Data records
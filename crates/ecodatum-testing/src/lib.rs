//! Test utilities for EcoDatum services.
//!
//! Import from `[dev-dependencies]` only, never in production code.

pub mod auth;
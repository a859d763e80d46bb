//! HTTP plumbing shared by EcoDatum services.

pub mod health;
pub mod middleware;
pub mod serde;
pub mod tracing;
//! Per-cycle results.

use std::sync::Arc;
use std::time::{SystemTime, UNIX_EPOCH};

use arc_swap::ArcSwapOption;
use serde::Serialize;

/// What happened to one endpoint during a cycle.
#[derive(Debug, Clone, PartialEq, Eq, Serialize)]
#[serde(tag = "status", content = "reason", rename_all = "snake_case")]
pub enum EndpointOutcome {
    /// The rendered config changed and was written and reloaded.
    Deployed,
    /// The rendered config matched the last deployed one.
    Unchanged,
    /// Fetch or deploy failed; retried next cycle.
    Failed(String),
}

#[derive(Debug, Clone, Serialize)]
pub struct EndpointReport {
    pub service_name: String,
    pub url: String,
    /// Routes aggregated from the descriptor (before address dedup).
    pub routes: usize,
    pub outcome: EndpointOutcome,
}

/// Summary of one reconcile cycle.
#[derive(Debug, Clone, Serialize)]
pub struct CycleReport {
    /// 1-based cycle counter since startup.
    pub cycle: u64,
    /// Unix timestamp (seconds) at which the cycle finished.
    pub finished_at: u64,
    pub endpoints: Vec<EndpointReport>,
    /// The config currently considered deployed.
    pub deployed_config: String,
}

impl CycleReport {
    pub fn new(cycle: u64, endpoints: Vec<EndpointReport>, deployed_config: &[u8]) -> Self {
        let finished_at = SystemTime::now()
            .duration_since(UNIX_EPOCH)
            .unwrap_or_default()
            .as_secs();
        Self {
            cycle,
            finished_at,
            endpoints,
            deployed_config: String::from_utf8_lossy(deployed_config).into_owned(),
        }
    }

    pub fn deployed(&self) -> usize {
        self.count(|o| matches!(o, EndpointOutcome::Deployed))
    }

    pub fn unchanged(&self) -> usize {
        self.count(|o| matches!(o, EndpointOutcome::Unchanged))
    }

    pub fn failed(&self) -> usize {
        self.count(|o| matches!(o, EndpointOutcome::Failed(_)))
    }

    fn count(&self, f: impl Fn(&EndpointOutcome) -> bool) -> usize {
        self.endpoints.iter().filter(|e| f(&e.outcome)).count()
    }
}

/// Latest cycle report, shared between the loop and readers.
#[derive(Debug, Clone, Default)]
pub struct StatusHandle {
    latest: Arc<ArcSwapOption<CycleReport>>,
}

impl StatusHandle {
    pub fn new() -> Self {
        Self::default()
    }

    pub fn publish(&self, report: CycleReport) {
        self.latest.store(Some(Arc::new(report)));
    }

    pub fn latest(&self) -> Option<Arc<CycleReport>> {
        self.latest.load_full()
    }
}
//! nginx upstream reloader library.

pub mod admin;
pub mod config;
pub mod deploy;
pub mod discovery;
pub mod lifecycle;
pub mod observability;
pub mod reconcile;
pub mod render;
pub mod resilience;

pub use config::ReloaderConfig;
pub use lifecycle::Shutdown;
pub use reconcile::Reconciler;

Your goal: If a line in the records above includes the string "impl", copy it.

Problem solution:
impl CycleReport {
    fn count(&self, f: impl Fn(&EndpointOutcome) -> bool) -> usize {
impl StatusHandle {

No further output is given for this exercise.